O-glycoforms of polymeric immunoglobulin A1 in the plasma of patients with IgA nephropathy are associated with pathological phenotypes.

Abstract

Immunoglobulin A1 (IgA1) O-glycosylation plays an important role in the pathogenesis of IgA nephropathy (IgAN). However, variations in IgA1 O-glycoforms have not been explored. We aimed to investigate the IgA1 O-glycoforms in the hinge region (HR) of polymeric IgA1 (pIgA1) and then evaluate the association between IgA1 O-glycoforms and crescent formation in IgAN. The discovery cohort (Cohort 1) comprised 11 crescentic IgAN patients, 10 noncrescentic IgAN patients and 10 healthy controls and the validation cohort (Cohort 2) comprised 11 crescentic IgAN patients, 9 noncrescentic IgAN patients and 9 healthy controls.

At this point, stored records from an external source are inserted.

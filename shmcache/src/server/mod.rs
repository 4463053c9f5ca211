use std::collections::VecDeque;
use std::io::{BufRead, BufReader, Write};
use std::net::{TcpListener, TcpStream};
use std::sync::atomic::{AtomicBool, Ordering};
use std::sync::{Arc, Condvar, Mutex};
use std::thread;
use std::time::Duration;

use log::{debug, error, info, warn};

use crate::errors::IpcError;

/// Client-visible outcomes. Everything a handler can go wrong on is
/// collapsed to one of these before it reaches the wire.
#[derive(Clone, Copy, Debug, PartialEq, Eq)]
pub enum Status {
    Ok,
    NotFound,
    Error,
}

impl Status {
    fn token(self) -> &'static str {
        match self {
            Status::Ok => "OK",
            Status::NotFound => "NOTFOUND",
            Status::Error => "ERROR",
        }
    }
}

/// Per-request send capability handed to the worker. The header goes out
/// exactly once, then any number of body writes.
pub trait ClientContext {
    fn send_header(&mut self, status: Status, length: u64) -> Result<(), IpcError>;
    fn send_body(&mut self, bytes: &[u8]) -> Result<usize, IpcError>;
}

/// The per-request callback, injected into the server at startup.
pub trait Worker: Send + Sync {
    fn handle(&self, path: &str, ctx: &mut dyn ClientContext) -> Result<usize, IpcError>;
}

struct TcpClientContext {
    stream: TcpStream,
    header_sent: bool,
}

impl ClientContext for TcpClientContext {
    fn send_header(&mut self, status: Status, length: u64) -> Result<(), IpcError> {
        if self.header_sent {
            return Err(IpcError::Logic("header already sent".to_string()));
        }
        self.header_sent = true;
        self.stream
            .write_all(format!("{} {}\r\n", status.token(), length).as_bytes())?;
        Ok(())
    }

    fn send_body(&mut self, bytes: &[u8]) -> Result<usize, IpcError> {
        if !self.header_sent {
            return Err(IpcError::Logic("body before header".to_string()));
        }
        let n = self.stream.write(bytes)?;
        Ok(n)
    }
}

/// How long the accept loop sleeps between polls of the shutdown flag.
const ACCEPT_POLL: Duration = Duration::from_millis(25);

/// Clients that connect and then go silent are cut loose after this long.
const REQUEST_READ_TIMEOUT: Duration = Duration::from_secs(30);

struct PendingQueue {
    queue: Mutex<VecDeque<TcpStream>>,
    cond: Condvar,
    max_pending: usize,
}

impl PendingQueue {
    fn push(&self, stream: TcpStream) -> Result<(), IpcError> {
        let mut queue = self.queue.lock()?;
        if queue.len() >= self.max_pending {
            // Refusing beats queueing without bound; the client sees a
            // closed connection, same as the listener backlog overflowing.
            warn!("pending queue full ({}), refusing connection", self.max_pending);
            return Ok(());
        }
        queue.push_back(stream);
        self.cond.notify_one();
        Ok(())
    }

    fn pop(&self, shutdown: &AtomicBool) -> Result<Option<TcpStream>, IpcError> {
        let mut queue = self.queue.lock()?;
        loop {
            if let Some(stream) = queue.pop_front() {
                return Ok(Some(stream));
            }
            if shutdown.load(Ordering::Relaxed) {
                return Ok(None);
            }
            let (guard, _) = self.cond.wait_timeout(queue, Duration::from_millis(100))?;
            queue = guard;
        }
    }
}

/// Minimal preemptive-thread request server: an accept loop feeding a
/// bounded connection queue drained by a fixed set of handler threads.
/// The protocol is one request line, `GET <path>`, answered with
/// `<STATUS> <length>` and raw body bytes.
pub struct FileServer {
    port: u16,
    worker_threads: usize,
    max_pending: usize,
}

impl FileServer {
    pub fn new(port: u16, worker_threads: usize, max_pending: usize) -> FileServer {
        FileServer {
            port,
            worker_threads,
            max_pending,
        }
    }

    /// Serves until the shutdown flag flips, then joins every handler
    /// thread and returns. In-flight requests run to completion.
    pub fn serve(
        &self,
        worker: Arc<dyn Worker>,
        shutdown: Arc<AtomicBool>,
    ) -> Result<(), IpcError> {
        let listener = TcpListener::bind(("0.0.0.0", self.port))?;
        listener.set_nonblocking(true)?;
        info!(
            "listening on port {} with {} worker threads",
            self.port, self.worker_threads
        );

        let pending = Arc::new(PendingQueue {
            queue: Mutex::new(VecDeque::new()),
            cond: Condvar::new(),
            max_pending: self.max_pending,
        });

        let mut handles = Vec::with_capacity(self.worker_threads);
        for id in 0..self.worker_threads {
            let pending = Arc::clone(&pending);
            let worker = Arc::clone(&worker);
            let shutdown = Arc::clone(&shutdown);
            handles.push(thread::spawn(move || {
                handler_loop(id, &pending, worker.as_ref(), &shutdown);
            }));
        }

        while !shutdown.load(Ordering::Relaxed) {
            match listener.accept() {
                Ok((stream, peer)) => {
                    debug!("accepted connection from {}", peer);
                    pending.push(stream)?;
                }
                Err(e) if e.kind() == std::io::ErrorKind::WouldBlock => {
                    thread::sleep(ACCEPT_POLL);
                }
                Err(e) => {
                    error!("accept failed: {}", e);
                    thread::sleep(ACCEPT_POLL);
                }
            }
        }

        info!("accept loop stopped, waiting for handler threads");
        pending.cond.notify_all();
        for handle in handles {
            if handle.join().is_err() {
                error!("handler thread panicked");
            }
        }
        Ok(())
    }
}

fn handler_loop(id: usize, pending: &PendingQueue, worker: &dyn Worker, shutdown: &AtomicBool) {
    loop {
        let stream = match pending.pop(shutdown) {
            Ok(Some(stream)) => stream,
            Ok(None) => return,
            Err(e) => {
                error!("handler {}: pending queue broken: {}", id, e);
                return;
            }
        };
        if let Err(e) = serve_connection(stream, worker) {
            debug!("handler {}: request failed: {}", id, e);
        }
    }
}

fn serve_connection(stream: TcpStream, worker: &dyn Worker) -> Result<(), IpcError> {
    stream.set_read_timeout(Some(REQUEST_READ_TIMEOUT))?;
    let mut reader = BufReader::new(stream.try_clone()?);
    let mut line = String::new();
    reader.read_line(&mut line)?;

    let path = match parse_request_line(&line) {
        Some(path) => path.to_string(),
        None => {
            let mut ctx = TcpClientContext {
                stream,
                header_sent: false,
            };
            ctx.send_header(Status::Error, 0)?;
            return Err(IpcError::Logic(format!("malformed request {:?}", line)));
        }
    };

    let mut ctx = TcpClientContext {
        stream,
        header_sent: false,
    };
    match worker.handle(&path, &mut ctx) {
        Ok(bytes) => {
            debug!("served {} ({} bytes)", path, bytes);
            Ok(())
        }
        Err(e) => {
            if !ctx.header_sent {
                // Best effort; the client may already be gone.
                let _ = ctx.send_header(Status::Error, 0);
            }
            Err(e)
        }
    }
}

fn parse_request_line(line: &str) -> Option<&str> {
    let line = line.trim_end_matches(|c| c == '\r' || c == '\n');
    let rest = line.strip_prefix("GET ")?;
    let path = rest.trim();
    if path.is_empty() || !path.starts_with('/') {
        return None;
    }
    Some(path)
}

A total of 143 IgAN patients with different crescent percentages (Cohort 3) were also included. pIgA1 was purified from the plasma of the participants. The variation in O-glycoforms was evaluated by estimating the molecular weights of IgA1 hinge glycopeptides using reversed-phase liquid chromatography and tandem mass spectrometry under electron-transfer/higher-energy collision dissociation fragmentation mode. In the discovery cohort (Cohort 1), the number of N-acetylgalactosamine (GalNAc) bound to one HR was lower in IgAN patients. The proportions of GalNAc3 (defined as O-glycans bound to one HR at three sites) and GalNAc4 were highest in crescentic IgAN patients, followed by noncrescentic IgAN patients, and were lowest in healthy controls [GalNAc 3: 9.92 ± 3.37% versus 6.65 ± 1.53% versus 4.05 ± 1.24% (P < 0.001); GalNAc4: 45.91 ± 4.75% versus 41.13 ± 2.95% versus 40.98 ± 2.95% (P = 0.004), respectively]. The proportions of GalNAc5 and GalNAc6 were lowest in crescentic IgAN patients followed by noncrescentic IgAN patients and were highest in healthy controls [GalNAc5: 50.15 ± 4.27% versus 47.92 ± 4.09% versus 45.87 ± 3.79% (P = 0.028); GalNAc6: 6.58 ± 2.53% versus 6.04 ± 1.35% versus 4.65 ± 2.27% (P = 0.034), respectively]. These results were consistent in the validation cohort (Cohort 2). In another cohort with 143 patients with different crescent percentages (Cohort 3), the number of GalNAc in pIgA1 decreased with an increasing percentage of crescents. The number of GalNAc in IgA1 HRs was lower in IgAN patients, especially in crescentic IgAN patients, and may be associated with a severe IgAN phenotype.